Top of Input data

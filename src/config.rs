// This file is part of game-arena.
//
// game-arena is free software: you can redistribute it and/or modify
// it under the terms of the GNU Affero General Public License as published by
// the Free Software Foundation, either version 3 of the License, or
// (at your option) any later version.
//
// game-arena is distributed in the hope that it will be useful,
// but WITHOUT ANY WARRANTY; without even the implied warranty of
// MERCHANTABILITY or FITNESS FOR A PARTICULAR PURPOSE.  See the
// GNU Affero General Public License for more details.
//
// You should have received a copy of the GNU Affero General Public License
// along with this program.  If not, see <https://www.gnu.org/licenses/>.

use std::fmt;

pub const DEFAULT_ENDPOINT: &str = "https://generativelanguage.googleapis.com/v1beta";
pub const DEFAULT_MODEL: &str = "gemini-3-flash-preview";

/// Where the advisory service lives and how to authenticate to it.
#[derive(Clone, Eq, PartialEq)]
pub struct AdvisoryConfig {
    pub api_key: Option<String>,
    pub endpoint: String,
    pub model: String,
}

impl AdvisoryConfig {
    #[must_use]
    pub fn generate_content_url(&self) -> String {
        format!(
            "{}/models/{}:generateContent",
            self.endpoint.trim_end_matches('/'),
            self.model
        )
    }
}

impl Default for AdvisoryConfig {
    fn default() -> Self {
        Self {
            api_key: None,
            endpoint: DEFAULT_ENDPOINT.to_string(),
            model: DEFAULT_MODEL.to_string(),
        }
    }
}

// Keeps the key out of the logs.
impl fmt::Debug for AdvisoryConfig {
    fn fmt(&self, f: &mut fmt::Formatter<'_>) -> fmt::Result {
        f.debug_struct("AdvisoryConfig")
            .field("api_key", &self.api_key.as_ref().map(|_| "<redacted>"))
            .field("endpoint", &self.endpoint)
            .field("model", &self.model)
            .finish()
    }
}
// This file is part of game-arena.
//
// game-arena is free software: you can redistribute it and/or modify
// it under the terms of the GNU Affero General Public License as published by
// the Free Software Foundation, either version 3 of the License, or
// (at your option) any later version.
//
// game-arena is distributed in the hope that it will be useful,
// but WITHOUT ANY WARRANTY; without even the implied warranty of
// MERCHANTABILITY or FITNESS FOR A PARTICULAR PURPOSE.  See the
// GNU Affero General Public License for more details.
//
// You should have received a copy of the GNU Affero General Public License
// along with this program.  If not, see <https://www.gnu.org/licenses/>.

#![allow(clippy::unwrap_used)]

use std::{
    io::{BufRead, BufReader, Read, Write},
    net::TcpListener,
    process::{Command, Stdio},
    sync::Arc,
    thread::{self, JoinHandle},
};

use game_arena::{
    advisory::{Advisory, AdvisoryReply, AdvisoryRequest, GeminiClient, SUPPORT_FALLBACK},
    config::AdvisoryConfig,
    session::Session,
    transaction::{PaymentMethod, TransactionKind, TransactionStatus},
    user::Credentials,
};

/// Answers exactly one HTTP request and hands back what it received.
fn serve_once(status: &'static str, body: String) -> (String, JoinHandle<String>) {
    let listener = TcpListener::bind("127.0.0.1:0").unwrap();
    let address = listener.local_addr().unwrap();

    let handle = thread::spawn(move || {
        let (stream, _) = listener.accept().unwrap();
        let mut reader = BufReader::new(stream.try_clone().unwrap());
        let mut request = String::new();
        let mut content_length = 0;

        loop {
            let mut line = String::new();
            reader.read_line(&mut line).unwrap();
            if let Some((name, value)) = line.split_once(':') {
                if name.eq_ignore_ascii_case("content-length") {
                    content_length = value.trim().parse().unwrap();
                }
            }
            request.push_str(&line);
            if line == "\r\n" || line.is_empty() {
                break;
            }
        }

        let mut request_body = vec![0; content_length];
        reader.read_exact(&mut request_body).unwrap();
        request.push_str(&String::from_utf8(request_body).unwrap());

        let mut stream = stream;
        write!(
            stream,
            "HTTP/1.1 {status}\r\nContent-Type: application/json\r\nContent-Length: {}\r\nConnection: close\r\n\r\n{body}",
            body.len()
        )
        .unwrap();
        stream.flush().unwrap();

        request
    });

    (format!("http://{address}/v1beta"), handle)
}

fn advisory(endpoint: String) -> Advisory {
    let http = reqwest::blocking::Client::builder()
        .no_proxy()
        .build()
        .unwrap();
    let client = GeminiClient::with_client(
        AdvisoryConfig {
            api_key: Some("test-key".to_string()),
            endpoint,
            ..AdvisoryConfig::default()
        },
        http,
    );

    Advisory::new(Arc::new(client))
}

fn candidate(text: &str) -> String {
    serde_json::json!({
        "candidates": [{"content": {"parts": [{"text": text}], "role": "model"}}]
    })
    .to_string()
}

fn logged_in() -> Session {
    let mut session = Session::default();
    session
        .login(Credentials {
            username: "ProGamer99".to_string(),
            email: "name@example.com".to_string(),
        })
        .unwrap();
    session
}

#[test]
fn strategies_over_http() {
    let tips = r#"[{"title": "Drop Late", "description": "Avoid the hot zones."},
                   {"title": "Hold Height", "description": "Fight from above."}]"#;
    let (endpoint, server) = serve_once("200 OK", candidate(tips));

    let strategies = advisory(endpoint).fetch_strategies("Free Fire");
    let request = server.join().unwrap();

    assert_eq!(strategies.len(), 2);
    assert_eq!(strategies[1].title, "Hold Height");
    assert!(request.starts_with("POST /v1beta/models/gemini-3-flash-preview:generateContent "));
    assert!(request.to_lowercase().contains("x-goog-api-key: test-key"));
    assert!(request.contains("\"responseMimeType\":\"application/json\""));
    assert!(request.contains("3 quick winning strategies for Free Fire tournaments"));
}

#[test]
fn support_over_http() {
    let (endpoint, server) = serve_once("200 OK", candidate("Deposits arrive instantly."));

    let reply = advisory(endpoint).fetch_support_reply("When do deposits arrive?");
    let request = server.join().unwrap();

    assert_eq!(reply, "Deposits arrive instantly.");
    assert!(!request.contains("responseMimeType"));
}

#[test]
fn server_errors_fall_back() {
    let (endpoint, server) = serve_once(
        "500 Internal Server Error",
        r#"{"error": {"message": "boom"}}"#.to_string(),
    );

    assert_eq!(
        advisory(endpoint).fetch_support_reply("hello?"),
        SUPPORT_FALLBACK
    );
    server.join().unwrap();
}

#[test]
fn malformed_responses_are_empty() {
    let (endpoint, server) = serve_once("200 OK", "<html>not json</html>".to_string());
    assert!(advisory(endpoint).fetch_strategies("BGMI").is_empty());
    server.join().unwrap();

    let (endpoint, server) = serve_once("200 OK", candidate("Here are some tips: be brave."));
    assert!(advisory(endpoint).fetch_strategies("BGMI").is_empty());
    server.join().unwrap();
}

#[test]
fn dispatched_replies_reach_the_session() {
    let (endpoint, server) = serve_once("200 OK", candidate("Room IDs come 15 minutes early."));
    let advisory = advisory(endpoint);
    let mut session = logged_in();
    session.take_requests();

    assert!(session.ask_support("When do I get the room id?").unwrap());
    let (tx, rx) = std::sync::mpsc::channel::<AdvisoryReply>();
    for request in session.take_requests() {
        assert!(matches!(request, AdvisoryRequest::Support { .. }));
        advisory.dispatch(request, tx.clone()).join().unwrap();
    }
    server.join().unwrap();

    assert!(session.receive(rx.recv().unwrap()));
    assert_eq!(
        session.chat().last().map(|message| message.text.as_str()),
        Some("Room IDs come 15 minutes early.")
    );
}

#[test]
fn deposit_then_join() {
    let mut session = logged_in();

    let deposit = session
        .deposit(50, PaymentMethod::Bikash, "01711111111")
        .unwrap();
    assert_eq!(deposit.kind, TransactionKind::Deposit);
    assert_eq!(deposit.amount, 50);
    assert_eq!(deposit.status, TransactionStatus::Success);
    assert_eq!(session.ledger().unwrap().balance(), 150);

    let entry_fee = session.join("1").unwrap();
    assert_eq!(entry_fee.kind, TransactionKind::EntryFee);
    assert_eq!(entry_fee.amount, 50);
    assert_eq!(session.ledger().unwrap().balance(), 100);
    assert!(session.is_joined("1"));

    assert!(session.withdraw(200, PaymentMethod::Nagad, "01711111111").is_err());
    let ledger = session.ledger().unwrap();
    assert_eq!(ledger.balance(), 100);
    assert_eq!(ledger.transactions().len(), 2);
    assert_eq!(ledger.derived_balance(), Some(100));
}

#[test]
fn the_catalog_is_never_mutated() {
    let mut session = logged_in();
    let before = session.catalog().clone();

    session.join("2").unwrap();
    assert_eq!(session.catalog(), &before);
    assert_eq!(session.catalog().get("2").map(|t| t.participants), Some(12));
}

#[test]
fn quit_waits_for_replies_in_flight() {
    let mut child = Command::new(env!("CARGO_BIN_EXE_game-arena"))
        .env_remove("API_KEY")
        .stdin(Stdio::piped())
        .stdout(Stdio::piped())
        .stderr(Stdio::null())
        .spawn()
        .unwrap();

    child
        .stdin
        .take()
        .unwrap()
        .write_all(b"login ProGamer99 name@example.com\nsupport Is room #3 open?\nquit\n")
        .unwrap();
    let output = child.wait_with_output().unwrap();
    assert!(output.status.success());

    let stdout = String::from_utf8(output.stdout).unwrap();
    assert!(stdout.contains("= Welcome Back, ProGamer99!"));
    assert!(stdout.contains(&format!("= ArenaBot: {SUPPORT_FALLBACK}")));
    assert!(stdout.contains("= AI PRO TIPS: none right now."));
}
// This file is part of game-arena.
//
// game-arena is free software: you can redistribute it and/or modify
// it under the terms of the GNU Affero General Public License as published by
// the Free Software Foundation, either version 3 of the License, or
// (at your option) any later version.
//
// game-arena is distributed in the hope that it will be useful,
// but WITHOUT ANY WARRANTY; without even the implied warranty of
// MERCHANTABILITY or FITNESS FOR A PARTICULAR PURPOSE.  See the
// GNU Affero General Public License for more details.
//
// You should have received a copy of the GNU Affero General Public License
// along with this program.  If not, see <https://www.gnu.org/licenses/>.

use std::{fmt, str::FromStr};

use serde::{Deserialize, Serialize};

/// The label used for strategy requests when no game is selected.
pub const ALL_GAMES_LABEL: &str = "Battle Royale";

#[derive(Clone, Copy, Debug, Deserialize, Eq, Hash, Ord, PartialEq, PartialOrd, Serialize)]
pub enum GameType {
    FreeFire,
    Ludo,
    Bgmi,
    Valorant,
}

impl fmt::Display for GameType {
    fn fmt(&self, f: &mut fmt::Formatter<'_>) -> fmt::Result {
        match self {
            Self::FreeFire => write!(f, "Free Fire"),
            Self::Ludo => write!(f, "Ludo King"),
            Self::Bgmi => write!(f, "BGMI"),
            Self::Valorant => write!(f, "Valorant"),
        }
    }
}

impl FromStr for GameType {
    type Err = anyhow::Error;

    fn from_str(string: &str) -> anyhow::Result<Self> {
        let lower = string.trim().to_lowercase().replace(['_', '-', ' '], "");

        match lower.as_str() {
            "freefire" | "ff" => Ok(Self::FreeFire),
            "ludo" | "ludoking" => Ok(Self::Ludo),
            "bgmi" => Ok(Self::Bgmi),
            "valorant" => Ok(Self::Valorant),
            _ => Err(anyhow::Error::msg(format!(
                "Error trying to convert '{string}' to a GameType!"
            ))),
        }
    }
}

/// Which games the dashboard shows.
#[derive(Clone, Copy, Debug, Default, Deserialize, Eq, PartialEq, Serialize)]
pub enum GameFilter {
    #[default]
    All,
    Game(GameType),
}

impl GameFilter {
    #[must_use]
    pub fn matches(self, game: GameType) -> bool {
        match self {
            Self::All => true,
            Self::Game(selected) => selected == game,
        }
    }

    /// The game name sent to the advisory service.
    #[must_use]
    pub fn strategy_label(self) -> String {
        match self {
            Self::All => ALL_GAMES_LABEL.to_string(),
            Self::Game(game) => game.to_string(),
        }
    }
}

impl fmt::Display for GameFilter {
    fn fmt(&self, f: &mut fmt::Formatter<'_>) -> fmt::Result {
        match self {
            Self::All => write!(f, "All"),
            Self::Game(game) => write!(f, "{game}"),
        }
    }
}

impl FromStr for GameFilter {
    type Err = anyhow::Error;

    fn from_str(string: &str) -> anyhow::Result<Self> {
        if string.trim().eq_ignore_ascii_case("all") {
            Ok(Self::All)
        } else {
            Ok(Self::Game(string.parse()?))
        }
    }
}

Bottom of Input data

=== What you need to do ===
Select every line in the records above that contains the word "FreeFire".

=== Response below ===
    FreeFire,
            Self::FreeFire => write!(f, "Free Fire"),
            "freefire" | "ff" => Ok(Self::FreeFire),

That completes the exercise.